How Candy Helps with Research
If you’re using the Chrome browser, however, there is a new extension available that will solve many of these digital literacy problems. Candy styles itself as “the flexible and visual way to organize the best things from the web” and it’s true. Once the extension has been added, students can conduct their research as they normally would. But as they collect information that they need, they are now able to highlight the data, drop it onto a “Candy card” with automatic site location and citation, and then organize the ideas into a “Storyline” to reveal connections and find answers. Candy cards can be dragged and dropped into different orders, which is fabulous for organizing the final draft, and the contents of each card are searchable. Once the research is complete, the Storyline can be exported as a text file with just one click.
What’s Great About Candy
Information and quotes from any source can be Candyed, including websites, social media, videos, images, and more. When you’re ready to insert the Candy cards into a document, the original source comes with it, making citation simple, complete, and automatic. To help students throughout the project, a teacher can ask that the Storyline in digest format be emailed to her to look over. Candys can also be shared via email and social media and inserted into blog posts, which is great for student blogs.

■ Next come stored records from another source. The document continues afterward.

//! Capability probe: one `HEAD` to learn whether a resource can be
//! fetched in parallel byte ranges, and which validator can guard the
//! sub-requests.

use reqwest::header::{CONTENT_LENGTH, CONTENT_RANGE, ETAG, HeaderMap, LAST_MODIFIED};
use reqwest::{Method, StatusCode};
use tracing::{debug, warn};

use super::base::{Request, Transport};
use super::headers::{content_is_encoded, is_weak_etag, parse_content_range, supports_byte_ranges};

/// A consistency validator usable in an `If-Range` header.
///
/// Only strong ETags qualify; weak ETags (`W/...`) promise semantic
/// equivalence, not byte identity, and are skipped in favor of
/// `Last-Modified`.
#[derive(Debug, Clone, PartialEq, Eq)]
pub enum Validator {
    /// A strong entity tag, stored with its quotes as received.
    Etag(String),
    /// An HTTP-date `Last-Modified` value.
    LastModified(String),
}

impl Validator {
    /// Returns the value to send in an `If-Range` header.
    #[must_use]
    pub fn header_value(&self) -> &str {
        match self {
            Self::Etag(value) | Self::LastModified(value) => value,
        }
    }
}

/// Selects the strongest usable validator from response headers.
///
/// Preference order: strong `ETag`, then `Last-Modified` (only if it
/// parses as an HTTP-date), then none. A missing validator does not
/// block ranged fetching — it just leaves the fetch unguarded.
#[must_use]
pub fn select_validator(headers: &HeaderMap) -> Option<Validator> {
    if let Some(etag) = headers.get(ETAG).and_then(|v| v.to_str().ok()) {
        if !etag.is_empty() && !is_weak_etag(etag) {
            return Some(Validator::Etag(etag.to_string()));
        }
    }

    headers
        .get(LAST_MODIFIED)
        .and_then(|v| v.to_str().ok())
        .filter(|date| httpdate::parse_http_date(date).is_ok())
        .map(|date| Validator::LastModified(date.to_string()))
}

/// What one capability probe learned about a resource.
///
/// Produced once per request and consumed immutably by the parallel
/// transport; the resumable transport derives the same facts from its
/// initial response instead of probing.
#[derive(Debug, Clone)]
pub struct ResourceInfo {
    /// Total representation size, when the server disclosed one.
    pub total_size: Option<u64>,
    /// Whether the server advertises `Accept-Ranges: bytes`.
    pub supports_range: bool,
    /// Validator to guard sub-requests with, if any.
    pub validator: Option<Validator>,
    /// Whether the representation is content-encoded. Compressed byte
    /// offsets are not addressable, so this precludes ranging.
    pub content_encoded: bool,
}

impl ResourceInfo {
    /// Derives capability info from a probe response's status and headers.
    ///
    /// Total size comes from `Content-Length`, or from the
    /// `Content-Range` total when the probe itself was answered `206`.
    #[must_use]
    pub fn from_response(status: StatusCode, headers: &HeaderMap) -> Self {
        let content_encoded = content_is_encoded(headers);

        let mut total_size = headers
            .get(CONTENT_LENGTH)
            .and_then(|v| v.to_str().ok())
            .and_then(|v| v.parse::<u64>().ok());

        if total_size.is_none() && status == StatusCode::PARTIAL_CONTENT {
            total_size = headers
                .get(CONTENT_RANGE)
                .and_then(|v| v.to_str().ok())
                .and_then(parse_content_range)
                .map(|range| range.total);
        }

        Self {
            total_size,
            supports_range: supports_byte_ranges(headers),
            validator: select_validator(headers),
            content_encoded,
        }
    }

    /// Returns true when the resource can be split into byte-range
    /// sub-requests: range support advertised, size known, and no
    /// content encoding in the way.
    #[must_use]
    pub fn parallelizable(&self) -> bool {
        self.supports_range && !self.content_encoded && self.total_size.is_some()
    }
}

/// Probes a resource by cloning the caller's request as a `HEAD`.
///
/// Returns `Ok(None)` when the probe itself failed (transport error or
/// non-success status): the policy here is to degrade gracefully to a
/// direct sequential fetch, the same way every other ineligibility
/// does, rather than abort the whole GET over a probe hiccup.
pub(crate) async fn probe<T: Transport + ?Sized>(
    transport: &T,
    request: &Request,
) -> Option<ResourceInfo> {
    let mut head = request.clone();
    head.method = Method::HEAD;

    let response = match transport.round_trip(head).await {
        Ok(response) => response,
        Err(error) => {
            warn!(url = %request.url, error = %error, "capability probe failed, falling back to direct fetch");
            return None;
        }
    };

    if !(response.status.is_success()) {
        warn!(
            url = %request.url,
            status = response.status.as_u16(),
            "capability probe rejected, falling back to direct fetch"
        );
        return None;
    }

    let info = ResourceInfo::from_response(response.status, &response.headers);
    debug!(
        url = %request.url,
        total_size = ?info.total_size,
        supports_range = info.supports_range,
        content_encoded = info.content_encoded,
        has_validator = info.validator.is_some(),
        "capability probe complete"
    );
    Some(info)
}
//! Per-host concurrency ceilings for range sub-requests.
//!
//! A [`HostLimiter`] enforces a maximum number of simultaneously
//! in-flight sub-requests per origin host, shared across every request
//! flowing through one transport instance. Limits are configured at
//! construction; semaphores are created lazily on first contact with a
//! host and never removed (cardinality is bounded by the number of
//! distinct hosts contacted).

use std::collections::HashMap;
use std::sync::Arc;

use dashmap::DashMap;
use tokio::sync::{OwnedSemaphorePermit, Semaphore};
use tracing::debug;
use url::Url;

use super::error::TransportError;

/// Map key reserved for the default limit applied to unlisted hosts.
const DEFAULT_HOST_KEY: &str = "";

/// Per-host semaphore map.
///
/// Designed to be wrapped in `Arc` and shared across the chunk tasks of
/// many concurrent requests. `DashMap` gives concurrent reads for the
/// common case (semaphore already exists) and exclusive access only on
/// first creation for a host; the `Arc<Semaphore>` is cloned out of the
/// entry before awaiting so no shard lock is held across an await.
#[derive(Debug)]
pub struct HostLimiter {
    /// Configured limits keyed by canonical hostname; `""` is the
    /// default for unlisted hosts. A limit of 0 means unlimited.
    limits: HashMap<String, usize>,

    /// Lazily-created semaphores for hosts with a nonzero limit.
    semaphores: DashMap<String, Arc<Semaphore>>,
}

impl HostLimiter {
    /// Creates a limiter from a host-to-limit map.
    ///
    /// A limit of `0` (or an absent `""` default entry) means unlimited
    /// concurrency to that host.
    #[must_use]
    pub fn new(limits: HashMap<String, usize>) -> Self {
        let limits = limits
            .into_iter()
            .map(|(host, limit)| (host.to_lowercase(), limit))
            .collect();
        Self {
            limits,
            semaphores: DashMap::new(),
        }
    }

    /// Creates a limiter that never throttles.
    #[must_use]
    pub fn unlimited() -> Self {
        Self::new(HashMap::new())
    }

    /// Returns the configured limit for a canonical host (0 = unlimited).
    fn limit_for(&self, host: &str) -> usize {
        self.limits
            .get(host)
            .or_else(|| self.limits.get(DEFAULT_HOST_KEY))
            .copied()
            .unwrap_or(0)
    }

    /// Acquires an in-flight slot for the URL's host.
    ///
    /// Returns `None` immediately when the host is unlimited; otherwise
    /// blocks until a slot frees up. Dropping the returned future (the
    /// caller was cancelled) abandons the pending acquisition; dropping
    /// the permit releases the slot.
    ///
    /// # Errors
    ///
    /// Returns [`TransportError::SemaphoreClosed`] if the semaphore was
    /// closed, which this type never does itself.
    pub async fn acquire(
        &self,
        url: &Url,
    ) -> Result<Option<OwnedSemaphorePermit>, TransportError> {
        let host = canonical_host(url);
        let limit = self.limit_for(&host);
        if limit == 0 {
            return Ok(None);
        }

        // Clone the Arc out of the entry so the DashMap shard lock is
        // released before awaiting.
        let semaphore = self
            .semaphores
            .entry(host.clone())
            .or_insert_with(|| Arc::new(Semaphore::new(limit)))
            .clone();

        debug!(host = %host, limit, available = semaphore.available_permits(), "acquiring host slot");
        let permit = semaphore
            .acquire_owned()
            .await
            .map_err(|_| TransportError::SemaphoreClosed)?;
        Ok(Some(permit))
    }
}

/// Canonicalizes a URL's host for limiter keying: lower-cased, port
/// stripped. Malformed or host-less URLs map to `"unknown"` so they
/// still share one ceiling.
#[must_use]
pub fn canonical_host(url: &Url) -> String {
    url.host_str()
        .map(str::to_lowercase)
        .unwrap_or_else(|| "unknown".to_string())
}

To the left is a sample Candy Storyline on 2015’s Hurricane Patricia. Each of the green sections is a separate Candy card. There is no limit to the number of cards that can be attached to a Storyline.
I really believe that this Chrome extension is one that all students in grades 4-12 should be using on a regular basis because it makes the whole research process much easier to manage and to understand. Simple to use, free, and makes life easier — the perfect candy for the classroom!